The x-axis is time (in milliseconds) of execution; at each point we see the call stack as it stands. Since this is an internal function, a lot of this may not be familiar. Each box represents a level in the call stack, its width being the time it took to run that line and all lines above it in the call stack. Here we can see that the lm calls three big slowdown lines are eval (leading to model.frame), model.matrix and lm.fit.

In the Data tab, we get much the same information as the flame graph, just in a averaged format. If you were to fit several models (as we will later), the Data tab would collapse all fits together. See below for details.

Example

Let’s look at a more useful example. Obviously, slower code is better for demonstration purposes as minor relative improvements can seem large. We’ve not talked about simulations yet, but let’s imagine a scenario where we want to test whether a given characteristic in our data is introducing bias in the coefficient estimates.

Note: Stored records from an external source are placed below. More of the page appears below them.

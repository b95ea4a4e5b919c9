//! Pure text transforms between inline script blocks and placeholder tags.
//!
//! The placeholder tag format is byte-exact so hand-edited files keep
//! working:
//!
//! ```text
//! <script data-placeholder="{basename}_JS.js"></script>
//! ```

use regex::Regex;
use std::sync::LazyLock;

/// Opening delimiter of an inline script block.
pub const SCRIPT_OPEN: &str = "<script>";
/// Closing delimiter of an inline script block.
pub const SCRIPT_CLOSE: &str = "</script>";
/// Suffix of extracted script files.
pub const PLACEHOLDER_SUFFIX: &str = "_JS.js";

static PLACEHOLDER_REGEX: LazyLock<Regex> = LazyLock::new(|| {
    Regex::new(r#"<script data-placeholder="([^"]+)"></script>"#)
        .expect("Invalid placeholder regex")
});

/// Result of [`split_script_block`].
#[derive(Debug, Clone, PartialEq, Eq)]
pub struct Split {
    /// The markup text with the block replaced by a placeholder tag
    pub rewritten: String,
    /// Everything that was between the delimiters, or `None` if no block was found
    pub script: Option<String>,
}

/// Name of the sibling script file for a markup file `basename`.
///
/// ```
/// assert_eq!(gas_blocks::placeholder_file_name("Index"), "Index_JS.js");
/// ```
pub fn placeholder_file_name(basename: &str) -> String {
    format!("{}{}", basename, PLACEHOLDER_SUFFIX)
}

/// The full placeholder tag for a markup file `basename`.
///
/// ```
/// assert_eq!(
///     gas_blocks::placeholder_tag("Index"),
///     r#"<script data-placeholder="Index_JS.js"></script>"#
/// );
/// ```
pub fn placeholder_tag(basename: &str) -> String {
    format!(
        "<script data-placeholder=\"{}\">{}",
        placeholder_file_name(basename),
        SCRIPT_CLOSE
    )
}

/// Whether `file_name` is an extracted script file.
///
/// Such files are consumed while inlining their markup file and are never
/// uploaded as entries of their own.
pub fn is_placeholder_script(file_name: &str) -> bool {
    file_name.ends_with(PLACEHOLDER_SUFFIX)
}

/// Move the first inline script block of `text` out behind a placeholder.
///
/// Finds the first `<script>` and the first `</script>` after it. Only that
/// block is considered; anything after its closing delimiter, including
/// further blocks, is kept verbatim. Without both delimiters the text is
/// returned unchanged and nothing is extracted.
pub fn split_script_block(basename: &str, text: &str) -> Split {
    let Some(open) = text.find(SCRIPT_OPEN) else {
        return unchanged(text);
    };
    let body_start = open + SCRIPT_OPEN.len();
    let Some(close_rel) = text[body_start..].find(SCRIPT_CLOSE) else {
        return unchanged(text);
    };
    let body_end = body_start + close_rel;
    let after = body_end + SCRIPT_CLOSE.len();

    let mut rewritten = String::with_capacity(text.len());
    rewritten.push_str(&text[..open]);
    rewritten.push_str(&placeholder_tag(basename));
    rewritten.push_str(&text[after..]);

    Split {
        rewritten,
        script: Some(text[body_start..body_end].to_string()),
    }
}

/// Replace the placeholder tag for `basename` with an inline block.
///
/// `script` is the content of the sibling file. When it is `None` the
/// placeholder stays in place and the text is returned unchanged.
pub fn inline_placeholder(basename: &str, text: &str, script: Option<&str>) -> String {
    let tag = placeholder_tag(basename);
    let Some(index) = text.find(&tag) else {
        return text.to_string();
    };
    let Some(script) = script else {
        return text.to_string();
    };

    let mut inlined = String::with_capacity(text.len() + script.len());
    inlined.push_str(&text[..index]);
    inlined.push_str(SCRIPT_OPEN);
    inlined.push_str(script);
    inlined.push_str(SCRIPT_CLOSE);
    inlined.push_str(&text[index + tag.len()..]);
    inlined
}

/// Every file referenced by a placeholder tag in `text`, in order.
pub fn placeholder_references(text: &str) -> Vec<String> {
    PLACEHOLDER_REGEX
        .captures_iter(text)
        .filter_map(|caps| caps.get(1).map(|m| m.as_str().to_string()))
        .collect()
}

fn unchanged(text: &str) -> Split {
    Split {
        rewritten: text.to_string(),
        script: None,
    }
}
//! Script block extraction and inlining for markup files.
//!
//! Apps Script serves client JavaScript from inside `.html` files. To keep
//! that code editable as a real `.js` file, the first inline block of a
//! markup file is moved into a sibling file and replaced by a placeholder:
//!
//! ```text
//! Index.html                      Index.html
//! <script>                        <script data-placeholder="Index_JS.js"></script>
//!   run();              ==>
//! </script>                       Index_JS.js
//!                                   run();
//! ```
//!
//! On upload the placeholder is replaced by the sibling's contents again, so
//! the remote project only ever sees plain inline scripts.
//!
//! - [`placeholder`] holds the pure text transforms.
//! - [`sibling`] applies them to files on disk.

pub mod error;
pub mod placeholder;
pub mod sibling;

pub use error::{Error, Result};
pub use placeholder::{
    Split, inline_placeholder, is_placeholder_script, placeholder_file_name,
    placeholder_references, placeholder_tag, split_script_block,
};
pub use sibling::{extract_to_sibling, inline_from_sibling, sibling_path};
//! Remote side of Apps Script Sync.
//!
//! - [`types`]: the wire model (projects, content, versions, deployments)
//! - [`client`]: the [`ScriptApi`] trait every remote call goes through
//! - [`http`]: a `reqwest` implementation against the Apps Script REST API
//! - [`auth`]: credentials, the credential store and the [`Authorizer`] seam
//!
//! The interactive OAuth consent flow is deliberately outside this crate;
//! front ends plug their own [`Authorizer`] in.

pub mod auth;
pub mod client;
pub mod error;
pub mod http;
pub mod types;

pub use auth::{
    ACCESS_TOKEN_ENV, Authorizer, Credential, CredentialStore, DEFAULT_SCOPES, TokenAuthorizer,
};
pub use client::{Connector, ScriptApi};
pub use error::{Error, Result};
pub use http::{DEFAULT_BASE_URL, HttpConnector, HttpScriptApi, PAGE_SIZE};
pub use types::{
    Content, Creator, Deployment, DeploymentConfig, EntryPoint, FileType, MANIFEST_NAME, Project,
    RemoteFile, Version, WEB_APP_DEPLOYMENT_DESCRIPTION, WEB_APP_ENTRY_POINT, WebApp,
};
//! Apps Script Sync CLI
//!
//! The command-line interface for syncing a local source tree with a Google
//! Apps Script project.

mod cli;
mod commands;
mod error;

use std::path::Path;
use std::time::Duration;

use clap::Parser;
use colored::Colorize;
use tracing_subscriber::EnvFilter;

use cli::{Cli, Commands};
use error::Result;

fn main() {
    if let Err(e) = run() {
        eprintln!("{}: {}", "error".red().bold(), e);
        std::process::exit(1);
    }
}

fn run() -> Result<()> {
    let cli = Cli::parse();

    // --verbose wins over RUST_LOG
    let filter = if cli.verbose {
        EnvFilter::new("debug")
    } else {
        EnvFilter::try_from_default_env().unwrap_or_else(|_| EnvFilter::new("warn"))
    };
    tracing_subscriber::fmt()
        .with_env_filter(filter)
        .with_writer(std::io::stderr)
        .with_target(true)
        .init();
    tracing::debug!("Verbose mode enabled");

    let Some(cmd) = cli.command else {
        // No command provided - show help hint
        println!("{} Apps Script Sync CLI", "gas".green().bold());
        println!();
        println!("Run {} for available commands.", "gas --help".cyan());
        return Ok(());
    };

    let runtime = tokio::runtime::Builder::new_multi_thread()
        .enable_all()
        .build()?;
    runtime.block_on(execute_command(&cli.root, cmd))
}

async fn execute_command(root: &Path, cmd: Commands) -> Result<()> {
    match cmd {
        Commands::Init => commands::run_init(root).await,
        Commands::Info => commands::run_info(root).await,
        Commands::SetId { id } => commands::run_set_id(root, &id).await,
        Commands::Download { version } => commands::run_download(root, version).await,
        Commands::Upload { autosave } => commands::run_upload(root, autosave).await,
        Commands::CreateProject { name } => commands::run_create_project(root, &name).await,
        Commands::AddFile { name, kind, sync } => {
            commands::run_add_file(root, &name, kind.into(), sync).await
        }
        Commands::RestoreManifest => commands::run_restore_manifest(root).await,
        Commands::Versions => commands::run_versions(root).await,
        Commands::Deployments => commands::run_deployments(root).await,
        Commands::CreateVersion { description } => {
            commands::run_create_version(root, &description).await
        }
        Commands::Deploy { version } => commands::run_deploy(root, version).await,
        Commands::Release { description } => commands::run_release(root, &description).await,
        Commands::Backups => commands::run_backups(root),
        Commands::Watch { debounce_ms } => {
            commands::run_watch(root, Duration::from_millis(debounce_ms)).await
        }
        Commands::Logout => commands::run_logout(root).await,
    }
}
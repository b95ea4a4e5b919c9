//! Project setup commands: init, info, set-id, create-project, add-file,
//! restore-manifest and logout

use std::path::Path;

use colored::Colorize;
use gas_fs::FileType;

use super::{build_manager, finish, open};
use crate::error::{CliError, Result};

/// Run the init command
pub async fn run_init(root: &Path) -> Result<()> {
    let manager = build_manager(root)?;
    finish(manager.initialize(root).await)?;

    let project_id = manager.project_id().await;
    println!("{}:  {}", "Root".dimmed(), root.display());
    if project_id.is_empty() {
        println!(
            "{}:  {} (use {} or {})",
            "Script ID".dimmed(),
            "none".yellow(),
            "gas set-id".cyan(),
            "gas create-project".cyan()
        );
    } else {
        println!("{}:  {}", "Script ID".dimmed(), project_id.cyan());
    }
    Ok(())
}

/// Run the info command
pub async fn run_info(root: &Path) -> Result<()> {
    let manager = open(root).await?;
    let outcome = manager.script_info().await;
    if !outcome.is_success() {
        return Err(CliError::user(outcome.message));
    }

    let lines = outcome.result.unwrap_or_default();
    let mut lines = lines.iter();
    if let Some(first) = lines.next() {
        println!("{}", first.bold());
    }
    for line in lines {
        println!("  {}", line);
    }
    Ok(())
}

/// Run the set-id command
pub async fn run_set_id(root: &Path, id: &str) -> Result<()> {
    let manager = open(root).await?;
    finish(manager.set_project_id(id).await)?;
    Ok(())
}

/// Run the create-project command
pub async fn run_create_project(root: &Path, name: &str) -> Result<()> {
    let manager = open(root).await?;
    if let Some(id) = finish(manager.create_project(name).await)? {
        println!("{}:  {}", "Script ID".dimmed(), id.cyan());
    }
    Ok(())
}

/// Run the add-file command
pub async fn run_add_file(root: &Path, name: &str, file_type: FileType, sync: bool) -> Result<()> {
    let manager = open(root).await?;
    if let Some(path) = finish(manager.add_source_file(name, file_type, sync).await)? {
        println!("  {} {}", "+".green(), path.display());
    }
    Ok(())
}

/// Run the restore-manifest command
pub async fn run_restore_manifest(root: &Path) -> Result<()> {
    let manager = open(root).await?;
    if let Some(path) = finish(manager.restore_manifest().await)? {
        println!("  {} {}", "+".green(), path.display());
    }
    Ok(())
}

/// Run the logout command
///
/// Works without authorizing, so a broken credential can always be removed.
pub async fn run_logout(root: &Path) -> Result<()> {
    let manager = build_manager(root)?;
    manager.attach(root).await;
    finish(manager.clear_credentials().await)?;
    Ok(())
}
//! Atomic I/O operations with file locking

use crate::{Error, Result};
use fs2::FileExt;
use std::fs::{self, OpenOptions};
use std::io::Write;
use std::path::Path;

/// Write content atomically to a file with locking.
///
/// Uses write-to-temp-then-rename so a crash never leaves a half-written
/// source file behind. Parent directories are created as needed.
pub fn write_atomic(path: &Path, content: &[u8]) -> Result<()> {
    if let Some(parent) = path.parent() {
        fs::create_dir_all(parent).map_err(|e| Error::io(parent, e))?;
    }

    // Temp file lives in the same directory so the rename stays on one filesystem
    let temp_name = format!(
        ".{}.{}.tmp",
        path.file_name()
            .map(|n| n.to_string_lossy())
            .unwrap_or_default(),
        std::process::id()
    );
    let temp_path = path.with_file_name(&temp_name);

    let mut temp_file = OpenOptions::new()
        .write(true)
        .create(true)
        .truncate(true)
        .open(&temp_path)
        .map_err(|e| Error::io(&temp_path, e))?;

    temp_file.lock_exclusive().map_err(|_| Error::LockFailed {
        path: path.to_path_buf(),
    })?;

    temp_file
        .write_all(content)
        .map_err(|e| Error::io(&temp_path, e))?;
    temp_file.sync_all().map_err(|e| Error::io(&temp_path, e))?;

    temp_file.unlock().map_err(|_| Error::LockFailed {
        path: path.to_path_buf(),
    })?;

    fs::rename(&temp_path, path).map_err(|e| Error::io(path, e))?;

    Ok(())
}

/// Read text content from a file.
pub fn read_text(path: &Path) -> Result<String> {
    fs::read_to_string(path).map_err(|e| Error::io(path, e))
}

/// Write text content to a file atomically.
pub fn write_text(path: &Path, content: &str) -> Result<()> {
    write_atomic(path, content.as_bytes())
}

/// Write text only when no file exists at `path`.
///
/// Returns `true` when the file was created. Existing files are never touched.
pub fn write_text_if_absent(path: &Path, content: &str) -> Result<bool> {
    if path.exists() {
        return Ok(false);
    }
    write_text(path, content)?;
    Ok(true)
}

/// Remove a file, treating "already gone" as success.
pub fn remove_file_if_exists(path: &Path) -> Result<()> {
    match fs::remove_file(path) {
        Ok(()) => Ok(()),
        Err(e) if e.kind() == std::io::ErrorKind::NotFound => Ok(()),
        Err(e) => Err(Error::io(path, e)),
    }
}

/// Remove a directory tree, treating "already gone" as success.
pub fn remove_dir_if_exists(path: &Path) -> Result<()> {
    match fs::remove_dir_all(path) {
        Ok(()) => Ok(()),
        Err(e) if e.kind() == std::io::ErrorKind::NotFound => Ok(()),
        Err(e) => Err(Error::io(path, e)),
    }
}
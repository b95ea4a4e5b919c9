//! In-memory stand-in for the Apps Script API.

use async_trait::async_trait;
use chrono::Utc;
use gas_api::{
    Connector, Content, Credential, Creator, Deployment, DeploymentConfig, EntryPoint, Error,
    FileType, Project, RemoteFile, Result, ScriptApi, Version, WEB_APP_ENTRY_POINT, WebApp,
};
use std::collections::{HashMap, HashSet};
use std::sync::{Arc, Mutex, MutexGuard};

/// Manifest written into projects created through the fake.
pub const DEFAULT_MANIFEST: &str =
    "{\n  \"timeZone\": \"America/New_York\",\n  \"exceptionLogging\": \"STACKDRIVER\"\n}";

/// Operations of [`ScriptApi`], used for failure injection and call counts.
#[derive(Debug, Clone, Copy, PartialEq, Eq, Hash)]
pub enum ApiOp {
    CreateProject,
    GetProject,
    GetContent,
    UpdateContent,
    ListVersions,
    CreateVersion,
    ListDeployments,
    CreateDeployment,
    UpdateDeployment,
}

/// One recorded call with its interesting arguments.
#[derive(Debug, Clone, PartialEq, Eq)]
pub enum ApiCall {
    CreateProject { title: String },
    GetProject { script_id: String },
    GetContent { script_id: String, version: Option<u32> },
    UpdateContent { script_id: String, files: Vec<RemoteFile> },
    ListVersions { script_id: String },
    CreateVersion { script_id: String, description: String },
    ListDeployments { script_id: String },
    CreateDeployment { script_id: String, config: DeploymentConfig },
    UpdateDeployment { script_id: String, deployment_id: String, config: DeploymentConfig },
}

impl ApiCall {
    pub fn op(&self) -> ApiOp {
        match self {
            ApiCall::CreateProject { .. } => ApiOp::CreateProject,
            ApiCall::GetProject { .. } => ApiOp::GetProject,
            ApiCall::GetContent { .. } => ApiOp::GetContent,
            ApiCall::UpdateContent { .. } => ApiOp::UpdateContent,
            ApiCall::ListVersions { .. } => ApiOp::ListVersions,
            ApiCall::CreateVersion { .. } => ApiOp::CreateVersion,
            ApiCall::ListDeployments { .. } => ApiOp::ListDeployments,
            ApiCall::CreateDeployment { .. } => ApiOp::CreateDeployment,
            ApiCall::UpdateDeployment { .. } => ApiOp::UpdateDeployment,
        }
    }
}

#[derive(Default)]
struct State {
    projects: HashMap<String, Project>,
    heads: HashMap<String, Content>,
    snapshots: HashMap<(String, u32), Content>,
    versions: HashMap<String, Vec<Version>>,
    deployments: HashMap<String, Vec<Deployment>>,
    calls: Vec<ApiCall>,
    failing: HashSet<ApiOp>,
    next_id: usize,
}

/// In-memory remote service.
///
/// Share it as `Arc<FakeScriptApi>`: hand a [`FakeConnector`] to the code
/// under test and keep the `Arc` to seed state and inspect calls.
#[derive(Default)]
pub struct FakeScriptApi {
    state: Mutex<State>,
}

impl FakeScriptApi {
    pub fn new() -> Arc<Self> {
        Arc::new(Self::default())
    }

    fn state(&self) -> MutexGuard<'_, State> {
        self.state.lock().unwrap()
    }

    /// Register a project with a manifest and a head deployment.
    pub fn add_project(&self, script_id: &str, title: &str, email: Option<&str>) {
        let mut state = self.state();
        state.projects.insert(
            script_id.to_string(),
            Project {
                script_id: script_id.to_string(),
                title: title.to_string(),
                creator: Some(Creator {
                    email: email.map(str::to_string),
                    name: None,
                }),
                create_time: Some(Utc::now()),
                update_time: None,
            },
        );
        let mut content = Content::new(script_id);
        content
            .files
            .push(RemoteFile::new("appsscript", FileType::Json, DEFAULT_MANIFEST));
        state.heads.insert(script_id.to_string(), content);
        state.versions.entry(script_id.to_string()).or_default();
        state.deployments.insert(
            script_id.to_string(),
            vec![Deployment {
                deployment_id: format!("{}-head", script_id),
                deployment_config: DeploymentConfig {
                    script_id: Some(script_id.to_string()),
                    version_number: None,
                    manifest_file_name: Some("appsscript".into()),
                    description: Some("Head deployment".into()),
                },
                entry_points: vec![web_app_entry(&format!(
                    "https://script.google.com/macros/s/{}/dev",
                    script_id
                ))],
                update_time: None,
            }],
        );
    }

    /// Replace the head content of a project.
    pub fn set_files(&self, script_id: &str, files: Vec<RemoteFile>) {
        let mut state = self.state();
        let content = state
            .heads
            .entry(script_id.to_string())
            .or_insert_with(|| Content::new(script_id));
        content.files = files;
    }

    /// Add versions with the given numbers, snapshotting the current head.
    pub fn add_versions(&self, script_id: &str, numbers: &[u32]) {
        let mut state = self.state();
        let head = state.heads.get(script_id).cloned().unwrap_or_default();
        for &number in numbers {
            state
                .snapshots
                .insert((script_id.to_string(), number), head.clone());
            state
                .versions
                .entry(script_id.to_string())
                .or_default()
                .push(Version {
                    script_id: Some(script_id.to_string()),
                    version_number: number,
                    description: format!("Version {}", number),
                    create_time: Some(Utc::now()),
                });
        }
    }

    /// Add a deployment; returns its id.
    pub fn add_deployment(
        &self,
        script_id: &str,
        description: Option<&str>,
        version: Option<u32>,
    ) -> String {
        let mut state = self.state();
        let deployment = new_deployment(&mut state, script_id, DeploymentConfig {
            script_id: Some(script_id.to_string()),
            version_number: version,
            manifest_file_name: Some("appsscript".into()),
            description: description.map(str::to_string),
        });
        let id = deployment.deployment_id.clone();
        state
            .deployments
            .entry(script_id.to_string())
            .or_default()
            .push(deployment);
        id
    }

    /// Remove every deployment of a project, head included.
    pub fn clear_deployments(&self, script_id: &str) {
        self.state().deployments.remove(script_id);
    }

    /// Make every following call of `op` fail with a 500.
    pub fn fail_on(&self, op: ApiOp) {
        self.state().failing.insert(op);
    }

    pub fn clear_failures(&self) {
        self.state().failing.clear();
    }

    pub fn calls(&self) -> Vec<ApiCall> {
        self.state().calls.clone()
    }

    pub fn count(&self, op: ApiOp) -> usize {
        self.state().calls.iter().filter(|c| c.op() == op).count()
    }

    pub fn clear_calls(&self) {
        self.state().calls.clear();
    }

    pub fn files(&self, script_id: &str) -> Vec<RemoteFile> {
        self.state()
            .heads
            .get(script_id)
            .map(|c| c.files.clone())
            .unwrap_or_default()
    }

    pub fn versions(&self, script_id: &str) -> Vec<Version> {
        self.state()
            .versions
            .get(script_id)
            .cloned()
            .unwrap_or_default()
    }

    pub fn deployments(&self, script_id: &str) -> Vec<Deployment> {
        self.state()
            .deployments
            .get(script_id)
            .cloned()
            .unwrap_or_default()
    }

    /// Record `call` and apply failure injection and the project existence check.
    fn begin(&self, call: ApiCall, script_id: Option<&str>) -> Result<MutexGuard<'_, State>> {
        let mut state = self.state();
        let op = call.op();
        state.calls.push(call);
        if state.failing.contains(&op) {
            return Err(Error::Api {
                status: 500,
                message: format!("injected failure for {:?}", op),
            });
        }
        if let Some(id) = script_id
            && !state.projects.contains_key(id)
        {
            return Err(Error::NotFound(format!("Requested entity was not found: {}", id)));
        }
        Ok(state)
    }
}

fn web_app_entry(url: &str) -> EntryPoint {
    EntryPoint {
        entry_point_type: WEB_APP_ENTRY_POINT.to_string(),
        web_app: Some(WebApp {
            url: Some(url.to_string()),
        }),
    }
}

fn new_deployment(state: &mut State, script_id: &str, config: DeploymentConfig) -> Deployment {
    state.next_id += 1;
    let deployment_id = format!("{}-dep-{}", script_id, state.next_id);
    let url = format!("https://script.google.com/macros/s/{}/exec", deployment_id);
    Deployment {
        deployment_id,
        deployment_config: config,
        entry_points: vec![web_app_entry(&url)],
        update_time: Some(Utc::now()),
    }
}

#[async_trait]
impl ScriptApi for FakeScriptApi {
    async fn create_project(&self, title: &str) -> Result<Project> {
        let script_id = {
            let mut state = self.begin(
                ApiCall::CreateProject {
                    title: title.to_string(),
                },
                None,
            )?;
            state.next_id += 1;
            format!("script-{}", state.next_id)
        };
        self.add_project(&script_id, title, Some("owner@example.com"));
        Ok(self.state().projects[&script_id].clone())
    }

    async fn get_project(&self, script_id: &str) -> Result<Project> {
        let state = self.begin(
            ApiCall::GetProject {
                script_id: script_id.to_string(),
            },
            Some(script_id),
        )?;
        Ok(state.projects[script_id].clone())
    }

    async fn get_content(&self, script_id: &str, version: Option<u32>) -> Result<Content> {
        let state = self.begin(
            ApiCall::GetContent {
                script_id: script_id.to_string(),
                version,
            },
            Some(script_id),
        )?;
        let content = match version {
            Some(n) => state.snapshots.get(&(script_id.to_string(), n)).cloned(),
            None => state.heads.get(script_id).cloned(),
        };
        content.ok_or_else(|| Error::NotFound(format!("No content for {} at {:?}", script_id, version)))
    }

    async fn update_content(&self, script_id: &str, content: &Content) -> Result<Content> {
        let mut state = self.begin(
            ApiCall::UpdateContent {
                script_id: script_id.to_string(),
                files: content.files.clone(),
            },
            Some(script_id),
        )?;
        let stored = Content {
            script_id: script_id.to_string(),
            files: content.files.clone(),
        };
        state.heads.insert(script_id.to_string(), stored.clone());
        Ok(stored)
    }

    async fn list_versions(&self, script_id: &str) -> Result<Vec<Version>> {
        let state = self.begin(
            ApiCall::ListVersions {
                script_id: script_id.to_string(),
            },
            Some(script_id),
        )?;
        Ok(state.versions.get(script_id).cloned().unwrap_or_default())
    }

    async fn create_version(&self, script_id: &str, description: &str) -> Result<Version> {
        let mut state = self.begin(
            ApiCall::CreateVersion {
                script_id: script_id.to_string(),
                description: description.to_string(),
            },
            Some(script_id),
        )?;
        let number = state
            .versions
            .get(script_id)
            .and_then(|v| v.iter().map(|v| v.version_number).max())
            .unwrap_or(0)
            + 1;
        let head = state.heads.get(script_id).cloned().unwrap_or_default();
        state.snapshots.insert((script_id.to_string(), number), head);
        let version = Version {
            script_id: Some(script_id.to_string()),
            version_number: number,
            description: description.to_string(),
            create_time: Some(Utc::now()),
        };
        state
            .versions
            .entry(script_id.to_string())
            .or_default()
            .push(version.clone());
        Ok(version)
    }

    async fn list_deployments(&self, script_id: &str) -> Result<Vec<Deployment>> {
        let state = self.begin(
            ApiCall::ListDeployments {
                script_id: script_id.to_string(),
            },
            Some(script_id),
        )?;
        Ok(state.deployments.get(script_id).cloned().unwrap_or_default())
    }

    async fn create_deployment(
        &self,
        script_id: &str,
        config: &DeploymentConfig,
    ) -> Result<Deployment> {
        let mut state = self.begin(
            ApiCall::CreateDeployment {
                script_id: script_id.to_string(),
                config: config.clone(),
            },
            Some(script_id),
        )?;
        let deployment = new_deployment(&mut state, script_id, config.clone());
        state
            .deployments
            .entry(script_id.to_string())
            .or_default()
            .push(deployment.clone());
        Ok(deployment)
    }

    async fn update_deployment(
        &self,
        script_id: &str,
        deployment_id: &str,
        config: &DeploymentConfig,
    ) -> Result<Deployment> {
        let mut state = self.begin(
            ApiCall::UpdateDeployment {
                script_id: script_id.to_string(),
                deployment_id: deployment_id.to_string(),
                config: config.clone(),
            },
            Some(script_id),
        )?;
        let deployment = state
            .deployments
            .get_mut(script_id)
            .and_then(|all| all.iter_mut().find(|d| d.deployment_id == deployment_id))
            .ok_or_else(|| Error::NotFound(format!("Deployment {}", deployment_id)))?;
        deployment.deployment_config = config.clone();
        deployment.update_time = Some(Utc::now());
        Ok(deployment.clone())
    }
}

/// Hands out the shared fake regardless of the credential.
#[derive(Clone)]
pub struct FakeConnector {
    api: Arc<FakeScriptApi>,
}

impl FakeConnector {
    pub fn new(api: Arc<FakeScriptApi>) -> Self {
        Self { api }
    }
}

impl Connector for FakeConnector {
    fn connect(&self, _credential: &Credential) -> Result<Arc<dyn ScriptApi>> {
        Ok(self.api.clone())
    }
}
//! The remote client seam.
//!
//! Everything the rest of the workspace asks of the remote service goes
//! through [`ScriptApi`]. The HTTP implementation lives in [`crate::http`];
//! tests plug in an in-memory fake.

use crate::auth::Credential;
use crate::types::{Content, Deployment, DeploymentConfig, Project, Version};
use crate::Result;
use async_trait::async_trait;
use std::sync::Arc;

/// Operations on remote script projects.
#[async_trait]
pub trait ScriptApi: Send + Sync {
    /// Create an empty project titled `title`.
    async fn create_project(&self, title: &str) -> Result<Project>;

    /// Fetch project metadata.
    async fn get_project(&self, script_id: &str) -> Result<Project>;

    /// Fetch the project's files, at `version` or at head when `None`.
    async fn get_content(&self, script_id: &str, version: Option<u32>) -> Result<Content>;

    /// Replace every file of the project with `content`.
    async fn update_content(&self, script_id: &str, content: &Content) -> Result<Content>;

    /// Every version of the project, following pagination to the end.
    async fn list_versions(&self, script_id: &str) -> Result<Vec<Version>>;

    async fn create_version(&self, script_id: &str, description: &str) -> Result<Version>;

    /// Every deployment of the project, following pagination to the end.
    async fn list_deployments(&self, script_id: &str) -> Result<Vec<Deployment>>;

    async fn create_deployment(
        &self,
        script_id: &str,
        config: &DeploymentConfig,
    ) -> Result<Deployment>;

    async fn update_deployment(
        &self,
        script_id: &str,
        deployment_id: &str,
        config: &DeploymentConfig,
    ) -> Result<Deployment>;
}

/// Builds a ready client from a credential.
pub trait Connector: Send + Sync {
    fn connect(&self, credential: &Credential) -> Result<Arc<dyn ScriptApi>>;
}
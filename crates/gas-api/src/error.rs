//! Error types for gas-api

pub type Result<T> = std::result::Result<T, Error>;

#[derive(Debug, thiserror::Error)]
pub enum Error {
    /// Transport-level failure
    #[error("HTTP error: {0}")]
    Http(#[from] reqwest::Error),

    /// The service answered with an error status
    #[error("API error {status}: {message}")]
    Api { status: u16, message: String },

    /// Credentials missing, expired or rejected
    #[error("Unauthorized: {0}")]
    Unauthorized(String),

    /// Requested project, version or deployment does not exist
    #[error("Not found: {0}")]
    NotFound(String),

    /// Response body did not have the expected shape
    #[error("Invalid response: {0}")]
    InvalidResponse(String),

    #[error("Serialization error: {0}")]
    Serialization(#[from] serde_json::Error),

    /// Credential store failure
    #[error("Credential store error: {0}")]
    Fs(#[from] gas_fs::Error),
}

Say we have data from some survey in which interviewers provide a series of questions to subjects. To protect anonymity, we are blinded to all identifying information, including which interviewer questioned which subject. (Of course, this is a terrible design. We’d like to know which interviewer performed each interview to be able to adjust for interviewer-effects, perhaps with a random effect.) After the data is collected, we hear that one of the interviewers realized he made a terrible mistake and almost always rounded salary up substantially, from for example $77k to $80k. Unfortunately, since we don’t know which interviewer it was, nor can we identify by rounded salaries (people tend to round their own salaries anyways), we can repeatedly create fake data and fit a model to it to determine whether the estimated coefficient is biased from the truth.

library(ggplot2)
library(profvis)
profvis({
  reps <- 10000
  n <- 100
  beta0 <- 2
  beta1 <- .7

  save <- vector()

  save <- for (i in 1:reps) {
    x <- rnorm(n)
    y <- beta0 + beta1*x + rnorm(n)

    # Add rounding. Since we're dealing with standardized data, round to 2 decimals.
    badinterviewer <- sample(1:n, .25*n, replace = FALSE)
    x[badinterviewer] <- ceiling(x[badinterviewer])

    coef <- lm(y ~ x)$coef[2]
    save <- c(save, coef)
  }
  save <- data.frame(save)
  ggplot(save, aes(x = save)) + geom_density() + geom_vline(xintercept = beta1)
})
## Warning in rnorm(n): '.Random.seed' is not an integer vector but of type
## 'NULL', so ignored

Pretty slow, almost 15 seconds!

Optimization Step 1

Let’s start optimizing.

The flame graph is mostly useless here because we have so much going on. The source code above indicates much more cleanly where the bottlenecks lie. The columns next to the code represent the memory regained during garbage collection (The negative value; not really that useful), the memory allocated at that call, and the time (in ms) spent in each line.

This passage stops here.